Part III: What I Tried to Find Out
In my last post, I talked about the things I didn’t know about Mary Dunlap Dwinells (my fourth great-grandmother). The information I needed about her was where and exactly when she was born and who her parents were. I went through many different channels to try and figure out the answers to my questions.
Massachusetts has some pretty good records, and by this I mean the Massachusetts Town and Vital Records. There is some information missing from this huge database, but for the most part it is fantastic, especially because many of my ancestors lived in Massachusetts. It was a pretty easy search to see if Mary showed up in any Massachusetts birth records, she didn’t.

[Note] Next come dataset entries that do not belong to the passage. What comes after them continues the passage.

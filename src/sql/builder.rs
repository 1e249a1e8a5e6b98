//! Builds parameterized SELECT, COUNT, INSERT, UPDATE, DELETE from an entity schema and a query spec.

use crate::error::AppError;
use crate::model::{ColumnInfo, EntitySchema};
use crate::query::{column, Logic, Op, Predicate, Spec};
use serde_json::{Map, Value};

/// Quote identifier for PostgreSQL (safe: only from the static schema).
fn quoted(s: &str) -> String {
    format!("\"{}\"", s.replace('"', "\"\""))
}

#[derive(Debug)]
pub struct QueryBuf {
    pub sql: String,
    pub params: Vec<Value>,
}

impl QueryBuf {
    fn new() -> Self {
        QueryBuf {
            sql: String::new(),
            params: Vec::new(),
        }
    }

    /// Pushes a bound value and returns its placeholder with the column's cast, e.g. `$2::int8`.
    fn push_param(&mut self, col: &ColumnInfo, v: Value) -> String {
        // jsonb parses its text form, so scalars must arrive JSON-encoded.
        let v = match (col.pg_type, v) {
            ("jsonb", v) if !v.is_null() => Value::String(v.to_string()),
            (_, v) => v,
        };
        self.params.push(v);
        format!("${}::{}", self.params.len(), col.pg_type)
    }
}

/// PostgreSQL reads LIMIT and OFFSET as bigint.
const MAX_ROWS: u64 = i64::MAX as u64;

fn column_list<'a>(cols: impl IntoIterator<Item = &'a str>) -> String {
    cols.into_iter().map(quoted).collect::<Vec<_>>().join(", ")
}

fn predicate_sql(q: &mut QueryBuf, schema: &EntitySchema, p: &Predicate) -> Result<String, AppError> {
    match p {
        Predicate::Filter(f) => {
            let col = column(schema, &f.field)?;
            let lhs = quoted(col.name);
            if f.value.is_null() {
                return Ok(match f.op {
                    Op::Ne => format!("{} IS NOT NULL", lhs),
                    _ => format!("{} IS NULL", lhs),
                });
            }
            let ph = q.push_param(col, f.value.clone());
            Ok(format!("{} {} {}", lhs, f.op.sql(), ph))
        }
        Predicate::Group { logic, items } => {
            if items.is_empty() {
                return Ok(match logic {
                    Logic::And => "TRUE".to_string(),
                    Logic::Or => "FALSE".to_string(),
                });
            }
            let parts = items
                .iter()
                .map(|item| predicate_sql(q, schema, item))
                .collect::<Result<Vec<_>, _>>()?;
            Ok(format!("({})", parts.join(logic.sql())))
        }
    }
}

fn where_clause(q: &mut QueryBuf, schema: &EntitySchema, spec: &Spec) -> Result<String, AppError> {
    let parts = spec
        .predicates
        .iter()
        .map(|p| predicate_sql(q, schema, p))
        .collect::<Result<Vec<_>, _>>()?;
    Ok(if parts.is_empty() {
        String::new()
    } else {
        format!(" WHERE {}", parts.join(" AND "))
    })
}

fn select_into(q: &mut QueryBuf, schema: &EntitySchema, spec: &Spec) -> Result<String, AppError> {
    spec.check(schema)?;
    let cols = column_list(spec.selected_columns(schema));
    let distinct = if spec.unique { "DISTINCT " } else { "" };
    let where_clause = where_clause(q, schema, spec)?;
    let order_clause = format!(
        " ORDER BY {}",
        spec.effective_sorts(schema)
            .iter()
            .map(|k| format!("{} {}", quoted(&k.field), k.direction.sql()))
            .collect::<Vec<_>>()
            .join(", ")
    );
    let (limit_clause, offset_clause) = match spec.window {
        Some(w) => (
            w.limit.map(|n| format!(" LIMIT {}", n.min(MAX_ROWS))).unwrap_or_default(),
            if w.offset > 0 { format!(" OFFSET {}", w.offset.min(MAX_ROWS)) } else { String::new() },
        ),
        None => (String::new(), String::new()),
    };
    Ok(format!(
        "SELECT {}{} FROM {}{}{}{}{}",
        distinct,
        cols,
        quoted(schema.table_name),
        where_clause,
        order_clause,
        limit_clause,
        offset_clause
    ))
}

/// SELECT with filters, ORDER BY requested keys plus tie-breakers, optional LIMIT/OFFSET.
pub fn select(schema: &EntitySchema, spec: &Spec) -> Result<QueryBuf, AppError> {
    let mut q = QueryBuf::new();
    let sql = select_into(&mut q, schema, spec)?;
    q.sql = sql;
    Ok(q)
}

/// COUNT over the same result set `select` produces, so unique and range are honoured.
pub fn count(schema: &EntitySchema, spec: &Spec) -> Result<QueryBuf, AppError> {
    let mut q = QueryBuf::new();
    let inner = select_into(&mut q, schema, spec)?;
    q.sql = format!("SELECT COUNT(*) AS \"count\" FROM ({}) AS counted", inner);
    Ok(q)
}

/// INSERT: columns present in `row`. Columns with a store default are omitted when absent or null.
pub fn insert(schema: &EntitySchema, row: &Map<String, Value>) -> Result<QueryBuf, AppError> {
    let mut q = QueryBuf::new();
    for key in row.keys() {
        column(schema, key)?;
    }
    let mut cols = Vec::new();
    let mut placeholders = Vec::new();
    for c in schema.columns {
        let val = row.get(c.name).cloned().unwrap_or(Value::Null);
        if val.is_null() && c.has_default {
            continue;
        }
        crate::query::check_value(c, &val)?;
        placeholders.push(q.push_param(c, val));
        cols.push(quoted(c.name));
    }
    let returning = column_list(schema.column_names());
    q.sql = if cols.is_empty() {
        format!("INSERT INTO {} DEFAULT VALUES RETURNING {}", quoted(schema.table_name), returning)
    } else {
        format!(
            "INSERT INTO {} ({}) VALUES ({}) RETURNING {}",
            quoted(schema.table_name),
            cols.join(", "),
            placeholders.join(", "),
            returning
        )
    };
    Ok(q)
}

/// UPDATE every row matching the spec's predicates. Sort, projection and window do not apply.
pub fn update(schema: &EntitySchema, spec: &Spec, field: &str, value: &Value) -> Result<QueryBuf, AppError> {
    spec.check(schema)?;
    let mut q = QueryBuf::new();
    let where_clause = where_clause(&mut q, schema, spec)?;
    let col = column(schema, field)?;
    let rhs = q.push_param(col, value.clone());
    q.sql = format!(
        "UPDATE {} SET {} = {}{}",
        quoted(schema.table_name),
        quoted(col.name),
        rhs,
        where_clause
    );
    Ok(q)
}

/// DELETE every row matching the spec's predicates.
pub fn delete(schema: &EntitySchema, spec: &Spec) -> Result<QueryBuf, AppError> {
    spec.check(schema)?;
    let mut q = QueryBuf::new();
    let where_clause = where_clause(&mut q, schema, spec)?;
    q.sql = format!("DELETE FROM {}{}", quoted(schema.table_name), where_clause);
    Ok(q)
}

/// CREATE TABLE IF NOT EXISTS for a record table; a uuid primary key defaults to `gen_random_uuid()`.
pub fn create_table(schema: &EntitySchema) -> String {
    let defs: Vec<String> = schema
        .columns
        .iter()
        .map(|c| {
            let mut def = format!("{} {}", quoted(c.name), c.pg_type.to_uppercase());
            if c.name == schema.pk_column {
                def.push_str(" PRIMARY KEY");
                if c.has_default && c.pg_type == "uuid" {
                    def.push_str(" DEFAULT gen_random_uuid()");
                }
            } else if !c.nullable {
                def.push_str(" NOT NULL");
            }
            def
        })
        .collect();
    format!(
        "CREATE TABLE IF NOT EXISTS {} ({})",
        quoted(schema.table_name),
        defs.join(", ")
    )
}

My next step was to check New Hampshire. It seemed pretty divided from my other information as to whether she was born in Massachusetts or New Hampshire. New Hampshire has some good birth records as well but they aren’t as easy to look through as Massachusetts. I still didn’t find any record of her.
With birth records a bust, I next turned to census records. The only records that I could find of her were after her marriage. This makes sense because before 1850 only the heads of families were listed on the census with all other family members just counted.
My last ditch effort to find something about Mary was to combine both the birth records and census data. I looked through the 1800 census in New Hampshire and found all the men with the last name Dunlap who had a female child between 0-10 years old. There were four possible fathers and through marriage records I was able to narrow those fathers to one.
Perfect! I found her parents right? Not yet, I had to make sure. The father I had found was Samuel Dunlap, of Dunlap furniture fame. I was excited but I had to make sure this was a sure thing. He had a daughter named Mary that was born in 1791. Looking through other family trees on ancestry I found this Mary a few times but some trees had her married to someone else. I couldn’t find any record to match this. I searched and searched but couldn’t find any records at all. Finally I found a book that listed the Samuel Dunlap’s genealogy and I found a record of that marriage, eliminating Samuel Dunlap as Mary Dunlap Dwinells’s father.
Unfortunately, that’s the end of the story for now. I’ve exhausted my research skills. I’ve come up with a few theories as to why I can’t find any record of Mary’s birth. Maybe those records were lost. Maybe Mary was adopted and her records are somewhere else. She also could have been lying about her name, that’s probably less possible.